Командир полка гвардии полковник И. А. Потифоров только что сообщил мне радостную весть, полученную на КП по телефону: наши войска начали наступление в районе Ржев – Вязьма совершили прорыв, перерезали обе железные дороги. Настроение у всех приподнятое, слышу высказывания: «… а скоро освободят Смоленск, там у меня остались родные», «… а скоро и блокаде ленинградской конец!».
Всего десять дней назад прозвучал необыкновенной силы удар нашей артиллерии под Сталинградом, и Красная Армия хлынула на врага. Весь взволнованный советский народ живет этим событием. Артиллеристы радуются особенно: это прежде всего их праздник! Подумать только: за один лишь первый день огнем нашей артиллерии там уничтожено и подавлено больше ста пятидесяти вражеских батарей!
Над всеми веет ожидание новых быстрых успехов. Инициатива явно везде переходит к нашим войскам.
О делах на юге сообщения «В последний час» не было. Значит ли это, что мы там приостановились? Думаю– нет.
Сталинград, Ржев, Африка, потопленный позавчера утром французский флот в Тулоне – какой диапазон событий!
Землянку, в которой за работой я провел бессонную ночь, замело снегом так, что утром я с трудом открыл дверь. Снег мягкий, почти оттепельный, пушистый, небо – серее его. На переднем крае – тихо, немцы вчера па этом участке не обстреливали нас из орудий. Мы сейчас молчим тоже.

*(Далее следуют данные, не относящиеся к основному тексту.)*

use super::constant_pool::ConstantPool;
use super::reader::{ByteReader, ParseResult};
use crate::model::NameTable;
use classdex_api::{
    AccessFlags, DotName, ModuleInfo, PackageDirective, ProvidedService, RequiredModule,
};

fn read_package_directives<'a>(
    reader: &mut ByteReader<'a>,
    pool: &mut ConstantPool<'a>,
    names: &NameTable,
) -> ParseResult<Vec<PackageDirective>> {
    let count = reader.read_u2()?;
    let mut directives = Vec::with_capacity(usize::from(count));
    for _ in 0..count {
        let package = pool.package_name(names, reader.read_u2()?)?;
        let flags = AccessFlags(reader.read_u2()?);
        let target_count = reader.read_u2()?;
        let mut targets = Vec::with_capacity(usize::from(target_count));
        for _ in 0..target_count {
            targets.push(pool.module_name(names, reader.read_u2()?)?);
        }
        directives.push(PackageDirective {
            package,
            flags,
            targets,
        });
    }
    Ok(directives)
}

fn read_class_list<'a>(
    reader: &mut ByteReader<'a>,
    pool: &mut ConstantPool<'a>,
    names: &NameTable,
) -> ParseResult<Vec<DotName>> {
    let count = reader.read_u2()?;
    let mut classes = Vec::with_capacity(usize::from(count));
    for _ in 0..count {
        classes.push(pool.class_name(names, reader.read_u2()?)?);
    }
    Ok(classes)
}

/// Decodes the body of a `Module` attribute.
pub(crate) fn read_module<'a>(
    reader: &mut ByteReader<'a>,
    pool: &mut ConstantPool<'a>,
    names: &NameTable,
) -> ParseResult<ModuleInfo> {
    let name = pool.module_name(names, reader.read_u2()?)?;
    let flags = AccessFlags(reader.read_u2()?);
    let version = pool.optional_utf8(names, reader.read_u2()?)?;

    let requires_count = reader.read_u2()?;
    let mut requires = Vec::with_capacity(usize::from(requires_count));
    for _ in 0..requires_count {
        let module = pool.module_name(names, reader.read_u2()?)?;
        let flags = AccessFlags(reader.read_u2()?);
        let version = pool.optional_utf8(names, reader.read_u2()?)?;
        requires.push(RequiredModule {
            name: module,
            flags,
            version,
        });
    }

    let exports = read_package_directives(reader, pool, names)?;
    let opens = read_package_directives(reader, pool, names)?;
    let uses = read_class_list(reader, pool, names)?;

    let provides_count = reader.read_u2()?;
    let mut provides = Vec::with_capacity(usize::from(provides_count));
    for _ in 0..provides_count {
        let service = pool.class_name(names, reader.read_u2()?)?;
        let providers = read_class_list(reader, pool, names)?;
        provides.push(ProvidedService { service, providers });
    }

    Ok(ModuleInfo {
        name,
        flags,
        version,
        requires,
        exports,
        opens,
        uses,
        provides,
        main_class: None,
        packages: Vec::new(),
    })
}

/// Decodes the body of a `ModulePackages` attribute.
pub(crate) fn read_module_packages<'a>(
    reader: &mut ByteReader<'a>,
    pool: &mut ConstantPool<'a>,
    names: &NameTable,
) -> ParseResult<Vec<DotName>> {
    let count = reader.read_u2()?;
    let mut packages = Vec::with_capacity(usize::from(count));
    for _ in 0..count {
        packages.push(pool.package_name(names, reader.read_u2()?)?);
    }
    Ok(packages)
}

Беда с табаком – эта беда теперь общая на всем фронте. За сто граммов табаку спекулянты дерут в Ленинграде два фунта хлеба!.. Начальник штаба подполковник Митрофанов наполнил своим «горлодером» мою жестяную коробочку, я курил много, сейчас опять курить нечего. Нет и спичек.
Потифоров рассказывал мне о прекрасных результатах наблюдений, проведенных с заводских труб гвардии лейтенантом Богдановым, о командире четвертой батареи Крылове и комиссаре Кустове – им и всему составу этой батареи объявлена благодарность в приказе начальника артиллерии 55-й армии.

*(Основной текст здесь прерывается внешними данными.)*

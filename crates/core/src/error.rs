use classdex_api::{DotName, TypePathError};
use thiserror::Error;

/// Why a class file was rejected as structurally invalid.
#[derive(Error, Debug, Clone, PartialEq, Eq)]
pub enum Malformed {
    #[error("unexpected end of data")]
    UnexpectedEof,
    #[error("bad magic number {0:#010x}")]
    BadMagic(u32),
    #[error("class file version {0} predates the class file format")]
    TooOldVersion(u16),
    #[error("invalid constant pool index {0}")]
    InvalidConstantIndex(u16),
    #[error("constant pool entry {index} is not a {expected}")]
    UnexpectedConstant { index: u16, expected: &'static str },
    #[error("unknown constant pool tag {0}")]
    UnknownConstantTag(u8),
    #[error("invalid descriptor `{0}`")]
    InvalidDescriptor(String),
    #[error("invalid modified UTF-8 in constant {0}")]
    InvalidUtf8(u16),
    #[error("type annotation path cannot be applied: {0}")]
    UnresolvedTypePath(#[from] TypePathError),
    #[error("invalid type annotation target {0:#04x}")]
    InvalidTypeAnnotationTarget(u8),
    #[error("invalid annotation element tag `{0}`")]
    InvalidAnnotationValue(char),
}

#[derive(Error, Debug, Clone, PartialEq, Eq)]
pub enum ClassFileError {
    #[error("malformed class file{} at offset {offset}: {reason}", describe(.class))]
    Malformed {
        class: Option<DotName>,
        offset: usize,
        reason: Malformed,
    },
    #[error("unsupported class file version {major}.{minor}{}", describe(.class))]
    UnsupportedVersion {
        class: Option<DotName>,
        major: u16,
        minor: u16,
    },
}

fn describe(class: &Option<DotName>) -> String {
    match class {
        Some(name) => format!(" ({})", name),
        None => String::new(),
    }
}

impl ClassFileError {
    pub fn malformed(offset: usize, reason: Malformed) -> Self {
        ClassFileError::Malformed {
            class: None,
            offset,
            reason,
        }
    }

    pub fn is_unsupported_version(&self) -> bool {
        matches!(self, ClassFileError::UnsupportedVersion { .. })
    }

    pub fn class(&self) -> Option<&DotName> {
        match self {
            ClassFileError::Malformed { class, .. } | ClassFileError::UnsupportedVersion { class, .. } => {
                class.as_ref()
            }
        }
    }

    /// Byte offset of a structural failure.
    pub fn offset(&self) -> Option<usize> {
        match self {
            ClassFileError::Malformed { offset, .. } => Some(*offset),
            ClassFileError::UnsupportedVersion { .. } => None,
        }
    }

    pub fn reason(&self) -> Option<&Malformed> {
        match self {
            ClassFileError::Malformed { reason, .. } => Some(reason),
            ClassFileError::UnsupportedVersion { .. } => None,
        }
    }

    /// Fills in the class name once it is known; an existing name is kept.
    pub fn in_class(mut self, name: &DotName) -> Self {
        match &mut self {
            ClassFileError::Malformed { class, .. } | ClassFileError::UnsupportedVersion { class, .. } => {
                if class.is_none() {
                    *class = Some(name.clone());
                }
            }
        }
        self
    }
}

#[derive(Error, Debug, Clone, PartialEq, Eq)]
pub enum IndexError {
    #[error("annotation class {0} is not indexed")]
    MissingAnnotationClass(DotName),
    #[error("annotation {annotation} has no member `{member}`")]
    UnknownAnnotationMember { annotation: DotName, member: String },
}

#[derive(Error, Debug)]
pub enum ClassdexError {
    #[error(transparent)]
    ClassFile(#[from] ClassFileError),
    #[error(transparent)]
    Index(#[from] IndexError),
}

impl ClassdexError {
    pub fn is_unsupported_version(&self) -> bool {
        matches!(self, ClassdexError::ClassFile(e) if e.is_unsupported_version())
    }
}

pub type Result<T> = std::result::Result<T, ClassdexError>;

Скольких прекрасных людей в полку я не успел повидать! Да разве успеешь?
Я все думаю об одном из этих людей, о Фомичеве, еще так недавно мирном человеке, а ныне – безжалостном, неумолимом снайпере-истребителе. Я думаю о том, что Гитлер своей чудовищной жестокостью, своими подлыми методами ведения войны вызвал к себе и к своим фашистским ордам эту жгучую, как изливающаяся лава, ненависть всех миролюбивых советских людей. Утолит эту ненависть только убежденность народа нашего в том, что на всей советской земле не осталось ни одного немецкого оккупанта, только полная наша победа.
Прощаясь со мной вчера, Фомичев заговорил о бойцах пехоты, с которыми встречается на переднем крае, о том, как они воюют, какими стали теперь по сравнению с прошлым годом.
– У всех нынче – точный расчет! В Невской Дубровке в прошлом году стреляли при каждом случае из ППД. А теперь самовольно никто не стреляет, если не получит приказания. Стреляют только снайперы. Тот, кому поручено копать лопатой, занимается только этим делом. Спокойный народ теперь! И немцы, скажу вам, не те. Под Ям-Ижорой я шел в атаку с двумя батальонами. Когда подошли к проволочному заграждению, стали набрасывать шинели, чтобы быстрей преодолеть колючку. Немцы пошвыряли оружие тут же у проволоки и все старались скрыться в траншее (там их автоматами свои встречали!). А могли бы стрелять! Трусливы сейчас: и своих боятся и наших!..
Гитлеровцы! Помните, как орали они с переднего края? Агитацией взять наших хотели! Последнее время молчат. Изверились в действии своей болтовни. Между прочим, примечательно: освещение ракетами теперь слабое, не так, как ранее. Раньше немец всю ночь бросал. Почему теперь нет? Думаю, строит по ночам оборонительные сооружения, например в Слуцком парке. И еще важно: пленные (последний перебежчик был числа девятнадцатого) говорят, что у них нет теперь агитации за взятие Ленинграда, как это было в августе и в начале сентября.